# [DATA RECORDS]

⟨

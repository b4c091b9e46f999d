//! Integration suites, grouped by the surface they drive.

mod cli;
mod session;
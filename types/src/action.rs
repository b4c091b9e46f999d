use std::fmt;
use std::str::FromStr;

use crate::ParseEnumError;

/// One remote operation the playground can run.
///
/// Every kind owns exactly one request record and at most one in-flight call.
#[derive(Debug, Clone, Copy, PartialEq, Eq, Hash, PartialOrd, Ord)]
pub enum Action {
    Execute,
    Compile,
    Test,
    ShowAssembly,
    ShowLlvmIr,
    ShowHir,
    ShowMir,
    ShowWasm,
    Format,
    Lint,
    Interpret,
    ExpandMacros,
    LoadSnippet,
    SaveSnippet,
}

impl Action {
    pub const ALL: [Action; 14] = [
        Action::Execute,
        Action::Compile,
        Action::Test,
        Action::ShowAssembly,
        Action::ShowLlvmIr,
        Action::ShowHir,
        Action::ShowMir,
        Action::ShowWasm,
        Action::Format,
        Action::Lint,
        Action::Interpret,
        Action::ExpandMacros,
        Action::LoadSnippet,
        Action::SaveSnippet,
    ];

    #[must_use]
    pub const fn as_str(self) -> &'static str {
        match self {
            Action::Execute => "execute",
            Action::Compile => "compile",
            Action::Test => "test",
            Action::ShowAssembly => "asm",
            Action::ShowLlvmIr => "llvm-ir",
            Action::ShowHir => "hir",
            Action::ShowMir => "mir",
            Action::ShowWasm => "wasm",
            Action::Format => "format",
            Action::Lint => "clippy",
            Action::Interpret => "miri",
            Action::ExpandMacros => "macro-expansion",
            Action::LoadSnippet => "gist-load",
            Action::SaveSnippet => "gist-save",
        }
    }

    /// Human label for the control that triggers this action.
    #[must_use]
    pub const fn label(self) -> &'static str {
        match self {
            Action::Execute => "Run",
            Action::Compile => "Build",
            Action::Test => "Test",
            Action::ShowAssembly => "Show Assembly",
            Action::ShowLlvmIr => "Show LLVM IR",
            Action::ShowHir => "Show HIR",
            Action::ShowMir => "Show MIR",
            Action::ShowWasm => "Show WASM",
            Action::Format => "Format",
            Action::Lint => "Clippy",
            Action::Interpret => "Miri",
            Action::ExpandMacros => "Expand macros",
            Action::LoadSnippet => "Load",
            Action::SaveSnippet => "Share",
        }
    }

    /// Compiler output target for the show family; `None` for everything else.
    #[must_use]
    pub const fn compile_target(self) -> Option<CompileTarget> {
        match self {
            Action::ShowAssembly => Some(CompileTarget::Assembly),
            Action::ShowLlvmIr => Some(CompileTarget::LlvmIr),
            Action::ShowHir => Some(CompileTarget::Hir),
            Action::ShowMir => Some(CompileTarget::Mir),
            Action::ShowWasm => Some(CompileTarget::Wasm),
            Action::Execute
            | Action::Compile
            | Action::Test
            | Action::Format
            | Action::Lint
            | Action::Interpret
            | Action::ExpandMacros
            | Action::LoadSnippet
            | Action::SaveSnippet => None,
        }
    }

    /// Whether this action posts to `/execute`.
    #[must_use]
    pub const fn is_execution(self) -> bool {
        matches!(self, Action::Execute | Action::Compile | Action::Test)
    }

    /// Whether the generic "run" control may be bound to this action.
    #[must_use]
    pub const fn is_primary_candidate(self) -> bool {
        self.is_execution() || self.compile_target().is_some()
    }

    /// Whether this action only makes sense on the nightly channel.
    #[must_use]
    pub const fn requires_nightly(self) -> bool {
        matches!(self, Action::ShowHir | Action::ShowWasm)
    }
}

impl fmt::Display for Action {
    fn fmt(&self, f: &mut fmt::Formatter<'_>) -> fmt::Result {
        f.write_str(self.as_str())
    }
}

impl FromStr for Action {
    type Err = ParseEnumError;

    fn from_str(s: &str) -> Result<Self, Self::Err> {
        Action::ALL
            .into_iter()
            .find(|action| action.as_str() == s)
            .ok_or_else(|| ParseEnumError::new("action", s))
    }
}

/// The user's choice for the generic "run" control.
#[derive(Debug, Clone, Copy, PartialEq, Eq, Hash, Default)]
pub enum PrimaryAction {
    /// Let the source heuristics decide.
    #[default]
    Auto,
    Action(Action),
}

impl fmt::Display for PrimaryAction {
    fn fmt(&self, f: &mut fmt::Formatter<'_>) -> fmt::Result {
        match self {
            PrimaryAction::Auto => f.write_str("auto"),
            PrimaryAction::Action(action) => action.fmt(f),
        }
    }
}

impl FromStr for PrimaryAction {
    type Err = ParseEnumError;

    fn from_str(s: &str) -> Result<Self, Self::Err> {
        if s == "auto" {
            return Ok(PrimaryAction::Auto);
        }
        s.parse()
            .map(PrimaryAction::Action)
            .map_err(|_| ParseEnumError::new("primary action", s))
    }
}

impl From<Action> for PrimaryAction {
    fn from(action: Action) -> Self {
        PrimaryAction::Action(action)
    }
}

/// Output format requested from `/compile`.
#[derive(Debug, Clone, Copy, PartialEq, Eq, Hash)]
pub enum CompileTarget {
    Assembly,
    LlvmIr,
    Hir,
    Mir,
    Wasm,
}

impl CompileTarget {
    #[must_use]
    pub const fn as_str(self) -> &'static str {
        match self {
            CompileTarget::Assembly => "asm",
            CompileTarget::LlvmIr => "llvm-ir",
            CompileTarget::Hir => "hir",
            CompileTarget::Mir => "mir",
            CompileTarget::Wasm => "wasm",
        }
    }
}

impl fmt::Display for CompileTarget {
    fn fmt(&self, f: &mut fmt::Formatter<'_>) -> fmt::Result {
        f.write_str(self.as_str())
    }
}

#[cfg(test)]
mod tests {
    use super::*;

    #[test]
    fn every_action_parses_from_its_name() {
        for action in Action::ALL {
            assert_eq!(action.as_str().parse::<Action>().unwrap(), action);
        }
        assert!("run".parse::<Action>().is_err());
    }

    #[test]
    fn primary_candidates_are_execution_and_show_family() {
        let candidates: Vec<_> = Action::ALL
            .into_iter()
            .filter(|a| a.is_primary_candidate())
            .collect();
        assert_eq!(
            candidates,
            vec![
                Action::Execute,
                Action::Compile,
                Action::Test,
                Action::ShowAssembly,
                Action::ShowLlvmIr,
                Action::ShowHir,
                Action::ShowMir,
                Action::ShowWasm,
            ]
        );
    }

    #[test]
    fn primary_action_parse() {
        assert_eq!("auto".parse::<PrimaryAction>().unwrap(), PrimaryAction::Auto);
        assert_eq!(
            "mir".parse::<PrimaryAction>().unwrap(),
            PrimaryAction::Action(Action::ShowMir)
        );
        let err = "bogus".parse::<PrimaryAction>().unwrap_err();
        assert_eq!(err.kind(), "primary action");
    }

    #[test]
    fn labels() {
        assert_eq!(Action::Execute.label(), "Run");
        assert_eq!(Action::Compile.label(), "Build");
        assert_eq!(Action::Test.label(), "Test");
        assert_eq!(Action::ShowLlvmIr.label(), "Show LLVM IR");
    }

    #[test]
    fn only_show_family_has_compile_target() {
        assert_eq!(
            Action::ShowWasm.compile_target(),
            Some(CompileTarget::Wasm)
        );
        assert_eq!(Action::Execute.compile_target(), None);
        assert_eq!(Action::Format.compile_target(), None);
    }
}
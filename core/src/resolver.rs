//! Picks the one concrete action behind the generic "run" control.

use playground_types::{Action, PrimaryAction};

use crate::heuristics::PROC_MACRO_CRATE_TYPE;

/// The action implied by the source alone.
///
/// A declared output kind wins (except `proc-macro`, which says nothing about
/// running): `bin` runs, anything else builds. Otherwise tests beat `main`,
/// and code with neither is built.
#[must_use]
pub fn resolve_default_action(
    output_kind: Option<&str>,
    has_tests: bool,
    has_entry_point: bool,
) -> Action {
    match output_kind {
        Some(kind) if kind != PROC_MACRO_CRATE_TYPE => {
            if kind == "bin" {
                Action::Execute
            } else {
                Action::Compile
            }
        }
        _ if has_tests => Action::Test,
        _ if has_entry_point => Action::Execute,
        _ => Action::Compile,
    }
}

#[must_use]
pub fn resolve_primary_action(selection: PrimaryAction, default_action: Action) -> Action {
    match selection {
        PrimaryAction::Auto => default_action,
        PrimaryAction::Action(action) => action,
    }
}

#[must_use]
pub fn label_for(action: Action) -> &'static str {
    action.label()
}

/// Auto mode settled on a plain build; the UI words the control differently.
#[must_use]
pub fn is_auto_build(selection: PrimaryAction, default_action: Action) -> bool {
    selection == PrimaryAction::Auto && default_action == Action::Compile
}
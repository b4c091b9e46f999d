use crate::{Channel, Edition, Mode};

/// A shared bundle of source and captured output, identified by its gist id.
///
/// Replaced wholesale by the next successful load or save.
#[derive(Debug, Clone, PartialEq, Eq)]
pub struct Snippet {
    pub id: String,
    pub url: String,
    pub code: String,
    pub stdout: String,
    pub stderr: String,
    pub channel: Channel,
    pub mode: Mode,
    pub edition: Edition,
}

/// Configuration recorded alongside a snippet.
#[derive(Debug, Clone, Copy, PartialEq, Eq, Default)]
pub struct SnippetSettings {
    pub channel: Channel,
    pub mode: Mode,
    pub edition: Edition,
}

⟩

# [YOUR ASSIGNMENT]
If a line of the data includes the word "Whether", it counts; give how many lines do, as a bare number.

# [ANSWER SECTION]
3